* _Work required_
Show me every line in the listing that has the word "CurrentAdmin".

-------------------------

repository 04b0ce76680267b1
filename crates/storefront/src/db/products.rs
//! Read-only catalog repository.

use chrono::{DateTime, Utc};
use rust_decimal::Decimal;
use sqlx::PgPool;

use basha_core::{Price, ProductId};

use super::RepositoryError;
use crate::models::CatalogProduct;

/// Database row for `product`.
#[derive(sqlx::FromRow)]
struct ProductRow {
    id: i32,
    name: String,
    description: String,
    specs: Option<String>,
    price: Decimal,
    images: Vec<String>,
    created_at: DateTime<Utc>,
}

impl TryFrom<ProductRow> for CatalogProduct {
    type Error = RepositoryError;

    fn try_from(row: ProductRow) -> Result<Self, Self::Error> {
        let price = Price::new(row.price).map_err(|e| {
            RepositoryError::DataCorruption(format!("invalid price in database: {e}"))
        })?;

        Ok(Self {
            id: ProductId::new(row.id),
            name: row.name,
            description: row.description,
            specs: row.specs,
            price,
            images: row.images,
            created_at: row.created_at,
        })
    }
}

/// Read-only repository over the catalog the admin panel maintains.
pub struct CatalogRepository<'a> {
    pool: &'a PgPool,
}

impl<'a> CatalogRepository<'a> {
    /// Create a new catalog repository.
    #[must_use]
    pub const fn new(pool: &'a PgPool) -> Self {
        Self { pool }
    }

    /// Fetch the full catalog, newest first.
    ///
    /// Every page load re-reads the collection; there is no caching or
    /// pagination.
    ///
    /// # Errors
    ///
    /// Returns `RepositoryError::Database` if the query fails.
    pub async fn list(&self) -> Result<Vec<CatalogProduct>, RepositoryError> {
        let rows: Vec<ProductRow> = sqlx::query_as(
            "SELECT id, name, description, specs, price, images, created_at
             FROM product
             ORDER BY created_at DESC",
        )
        .fetch_all(self.pool)
        .await?;

        rows.into_iter().map(CatalogProduct::try_from).collect()
    }
}
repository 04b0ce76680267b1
//! Product repository for database operations.
//!
//! The `product` table is the single source of truth for the catalog; the
//! admin panel re-reads the full collection after every mutation instead of
//! patching any in-memory copy. Writes are last-write-wins: there is no
//! optimistic-concurrency guard on concurrent edits of the same record.

use chrono::{DateTime, Utc};
use rust_decimal::Decimal;
use sqlx::PgPool;

use basha_core::{Price, ProductId};

use super::RepositoryError;
use crate::models::{NewProduct, Product, ProductChanges};

/// Database row for `product`.
#[derive(sqlx::FromRow)]
struct ProductRow {
    id: i32,
    name: String,
    description: String,
    specs: Option<String>,
    price: Decimal,
    images: Vec<String>,
    created_at: DateTime<Utc>,
    updated_at: DateTime<Utc>,
}

impl TryFrom<ProductRow> for Product {
    type Error = RepositoryError;

    fn try_from(row: ProductRow) -> Result<Self, Self::Error> {
        // Price is only validated at the form boundary, so a hand-edited row
        // could hold a negative amount.
        let price = Price::new(row.price).map_err(|e| {
            RepositoryError::DataCorruption(format!("invalid price in database: {e}"))
        })?;

        Ok(Self {
            id: ProductId::new(row.id),
            name: row.name,
            description: row.description,
            specs: row.specs,
            price,
            images: row.images,
            created_at: row.created_at,
            updated_at: row.updated_at,
        })
    }
}

/// Repository for product database operations.
pub struct ProductRepository<'a> {
    pool: &'a PgPool,
}

impl<'a> ProductRepository<'a> {
    /// Create a new product repository.
    #[must_use]
    pub const fn new(pool: &'a PgPool) -> Self {
        Self { pool }
    }

    /// Fetch the full product collection, newest first.
    ///
    /// # Errors
    ///
    /// Returns `RepositoryError::Database` if the query fails.
    pub async fn list(&self) -> Result<Vec<Product>, RepositoryError> {
        let rows: Vec<ProductRow> = sqlx::query_as(
            "SELECT id, name, description, specs, price, images, created_at, updated_at
             FROM product
             ORDER BY created_at DESC",
        )
        .fetch_all(self.pool)
        .await?;

        rows.into_iter().map(Product::try_from).collect()
    }

    /// Get a product by its ID.
    ///
    /// # Errors
    ///
    /// Returns `RepositoryError::Database` if the query fails.
    pub async fn get_by_id(&self, id: ProductId) -> Result<Option<Product>, RepositoryError> {
        let row: Option<ProductRow> = sqlx::query_as(
            "SELECT id, name, description, specs, price, images, created_at, updated_at
             FROM product
             WHERE id = $1",
        )
        .bind(id.as_i32())
        .fetch_optional(self.pool)
        .await?;

        row.map(Product::try_from).transpose()
    }

    /// Insert a new product, assigning a fresh ID.
    ///
    /// # Errors
    ///
    /// Returns `RepositoryError::Database` if the insert fails.
    pub async fn create(&self, new: &NewProduct) -> Result<Product, RepositoryError> {
        let row: ProductRow = sqlx::query_as(
            "INSERT INTO product (name, description, specs, price, images)
             VALUES ($1, $2, $3, $4, $5)
             RETURNING id, name, description, specs, price, images, created_at, updated_at",
        )
        .bind(&new.name)
        .bind(&new.description)
        .bind(new.specs.as_deref())
        .bind(new.price.amount())
        .bind(&new.images)
        .fetch_one(self.pool)
        .await?;

        Product::try_from(row)
    }

    /// Merge updated fields into an existing product in place.
    ///
    /// # Errors
    ///
    /// Returns `RepositoryError::NotFound` if no product has the given ID.
    /// Returns `RepositoryError::Database` if the update fails.
    pub async fn update(
        &self,
        id: ProductId,
        changes: &ProductChanges,
    ) -> Result<Product, RepositoryError> {
        let row: Option<ProductRow> = sqlx::query_as(
            "UPDATE product
             SET name = $1, description = $2, specs = $3, price = $4, images = $5,
                 updated_at = now()
             WHERE id = $6
             RETURNING id, name, description, specs, price, images, created_at, updated_at",
        )
        .bind(&changes.name)
        .bind(&changes.description)
        .bind(changes.specs.as_deref())
        .bind(changes.price.amount())
        .bind(&changes.images)
        .bind(id.as_i32())
        .fetch_optional(self.pool)
        .await?;

        row.map(Product::try_from)
            .transpose()?
            .ok_or(RepositoryError::NotFound)
    }

    /// Delete a product record.
    ///
    /// Does not touch the stored image objects the record referenced.
    ///
    /// # Errors
    ///
    /// Returns `RepositoryError::NotFound` if no product has the given ID
    /// (a repeated delete observes this without corrupting state).
    /// Returns `RepositoryError::Database` if the delete fails.
    pub async fn delete(&self, id: ProductId) -> Result<(), RepositoryError> {
        let result = sqlx::query("DELETE FROM product WHERE id = $1")
            .bind(id.as_i32())
            .execute(self.pool)
            .await?;

        if result.rows_affected() == 0 {
            return Err(RepositoryError::NotFound);
        }
        Ok(())
    }
}
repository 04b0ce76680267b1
//! Custom Askama template filters.

#![allow(clippy::unnecessary_wraps)]

use std::fmt::Display;

/// Returns the current year.
///
/// Usage in templates: `{{ ""|current_year }}`
#[askama::filter_fn]
pub fn current_year(_value: impl Display, _env: &dyn askama::Values) -> askama::Result<i32> {
    use chrono::Datelike;
    Ok(chrono::Utc::now().year())
}
//! Domain models for the admin panel.

pub mod admin_user;
pub mod product;
pub mod session;

pub use admin_user::AdminUser;
pub use product::{NewProduct, Product, ProductChanges};
pub use session::{CurrentAdmin, session_keys};
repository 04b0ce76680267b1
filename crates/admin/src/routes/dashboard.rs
//! Admin dashboard.

use askama::Template;
use askama_web::WebTemplate;

use crate::filters;
use crate::middleware::RequireAdminAuth;

/// Dashboard template.
#[derive(Template, WebTemplate)]
#[template(path = "dashboard.html")]
pub struct DashboardTemplate {
    admin_email: String,
}

/// `GET /` - Landing page after login, links to the product manager.
pub async fn index(RequireAdminAuth(admin): RequireAdminAuth) -> DashboardTemplate {
    DashboardTemplate {
        admin_email: admin.email.to_string(),
    }
}
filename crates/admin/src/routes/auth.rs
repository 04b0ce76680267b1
//! Authentication route handlers (login page, login action, logout).

use askama::Template;
use askama_web::WebTemplate;
use axum::{
    Form,
    extract::{Query, State},
    response::{IntoResponse, Redirect, Response},
};
use serde::Deserialize;
use tower_sessions::Session;

use crate::error::AppError;
use crate::filters;
use crate::middleware::{OptionalAdminAuth, clear_current_admin, set_current_admin};
use crate::models::CurrentAdmin;
use crate::services::auth::{AuthError, AuthService};
use crate::state::AppState;

/// Login page template.
#[derive(Template, WebTemplate)]
#[template(path = "auth/login.html")]
pub struct LoginTemplate {
    error: Option<String>,
}

/// Query parameters carried across the login redirect.
#[derive(Deserialize)]
pub struct LoginQuery {
    error: Option<String>,
}

/// Login form fields.
#[derive(Deserialize)]
pub struct LoginForm {
    email: String,
    password: String,
}

/// `GET /auth/login` - Render the login form.
///
/// An already-authenticated admin is sent straight to the dashboard. An
/// `error` query parameter carries a stable code from a failed attempt,
/// which is mapped back to a user-facing message here.
pub async fn login_page(
    OptionalAdminAuth(admin): OptionalAdminAuth,
    Query(query): Query<LoginQuery>,
) -> Response {
    if admin.is_some() {
        return Redirect::to("/").into_response();
    }

    LoginTemplate {
        error: query
            .error
            .as_deref()
            .map(|code| login_error_message(code).to_string()),
    }
    .into_response()
}

/// `POST /auth/login` - Verify credentials and establish a session.
///
/// On success the admin lands on the dashboard. On failure we redirect back
/// to the form with an error code so the message survives the redirect.
pub async fn login(
    State(state): State<AppState>,
    session: Session,
    Form(form): Form<LoginForm>,
) -> Result<Redirect, AppError> {
    let auth = AuthService::new(state.pool(), state.login_throttle());

    match auth.sign_in(&form.email, &form.password).await {
        Ok(admin) => {
            let current = CurrentAdmin {
                id: admin.id,
                email: admin.email,
            };
            set_current_admin(&session, &current)
                .await
                .map_err(|e| AppError::Internal(format!("failed to store session: {e}")))?;

            tracing::info!(admin_id = %current.id, "Admin signed in");
            Ok(Redirect::to("/"))
        }
        Err(err) => {
            tracing::warn!(error = %err, "Sign-in failed");
            Ok(Redirect::to(&format!(
                "/auth/login?error={}",
                login_error_code(&err)
            )))
        }
    }
}

/// `POST /auth/logout` - Clear the session and return to the login form.
pub async fn logout(session: Session) -> Result<Redirect, AppError> {
    clear_current_admin(&session)
        .await
        .map_err(|e| AppError::Internal(format!("failed to clear session: {e}")))?;

    Ok(Redirect::to("/auth/login"))
}

/// Stable error code for a failed sign-in, safe to put in a query string.
fn login_error_code(err: &AuthError) -> &'static str {
    match err {
        AuthError::InvalidEmail(_) => "invalid_email",
        AuthError::UserNotFound => "user_not_found",
        AuthError::WrongPassword => "wrong_password",
        AuthError::TooManyAttempts => "too_many_attempts",
        _ => "failed",
    }
}

/// User-facing message for a login error code.
fn login_error_message(code: &str) -> &'static str {
    match code {
        "invalid_email" => "Invalid email address format.",
        "user_not_found" => "No user found with this email.",
        "wrong_password" => "Incorrect password.",
        "too_many_attempts" => "Too many failed login attempts. Please try again later.",
        _ => "Failed to login. Please try again.",
    }
}

#[cfg(test)]
mod tests {
    use super::*;

    use basha_core::EmailError;

    #[test]
    fn test_login_error_code_covers_known_failures() {
        assert_eq!(
            login_error_code(&AuthError::InvalidEmail(EmailError::MissingAtSymbol)),
            "invalid_email"
        );
        assert_eq!(login_error_code(&AuthError::UserNotFound), "user_not_found");
        assert_eq!(login_error_code(&AuthError::WrongPassword), "wrong_password");
        assert_eq!(
            login_error_code(&AuthError::TooManyAttempts),
            "too_many_attempts"
        );
        assert_eq!(login_error_code(&AuthError::PasswordHash), "failed");
    }

    #[test]
    fn test_login_error_message_exact_wording() {
        assert_eq!(
            login_error_message("invalid_email"),
            "Invalid email address format."
        );
        assert_eq!(
            login_error_message("user_not_found"),
            "No user found with this email."
        );
        assert_eq!(login_error_message("wrong_password"), "Incorrect password.");
        assert_eq!(
            login_error_message("too_many_attempts"),
            "Too many failed login attempts. Please try again later."
        );
    }

    #[test]
    fn test_login_error_message_fallback() {
        assert_eq!(
            login_error_message("something_else"),
            "Failed to login. Please try again."
        );
    }
}
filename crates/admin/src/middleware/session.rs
//! Session middleware configuration.
//!
//! Sets up `PostgreSQL`-backed sessions using tower-sessions.

use sqlx::PgPool;
use tower_sessions::{Expiry, SessionManagerLayer};
use tower_sessions_sqlx_store::PostgresStore;

use crate::config::AdminConfig;

/// Session cookie name.
pub const SESSION_COOKIE_NAME: &str = "basha_admin_session";

/// Session expiry time in seconds (7 days).
const SESSION_EXPIRY_SECONDS: i64 = 7 * 24 * 60 * 60;

/// Create the session layer with `PostgreSQL` store.
///
/// Runs the store's own schema migration so the sessions table exists.
///
/// # Errors
///
/// Returns `sqlx::Error` if the session table migration fails.
pub async fn create_session_layer(
    pool: &PgPool,
    config: &AdminConfig,
) -> Result<SessionManagerLayer<PostgresStore>, sqlx::Error> {
    let store = PostgresStore::new(pool.clone());
    store.migrate().await?;

    // Secure cookies when served over HTTPS
    let is_secure = config.base_url.starts_with("https://");

    Ok(SessionManagerLayer::new(store)
        .with_name(SESSION_COOKIE_NAME)
        .with_expiry(Expiry::OnInactivity(
            tower_sessions::cookie::time::Duration::seconds(SESSION_EXPIRY_SECONDS),
        ))
        .with_secure(is_secure)
        .with_same_site(tower_sessions::cookie::SameSite::Lax)
        .with_http_only(true)
        .with_path("/"))
}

-------------------------

* _Your solution_
pub use session::{CurrentAdmin, session_keys};
use crate::models::CurrentAdmin;
            let current = CurrentAdmin {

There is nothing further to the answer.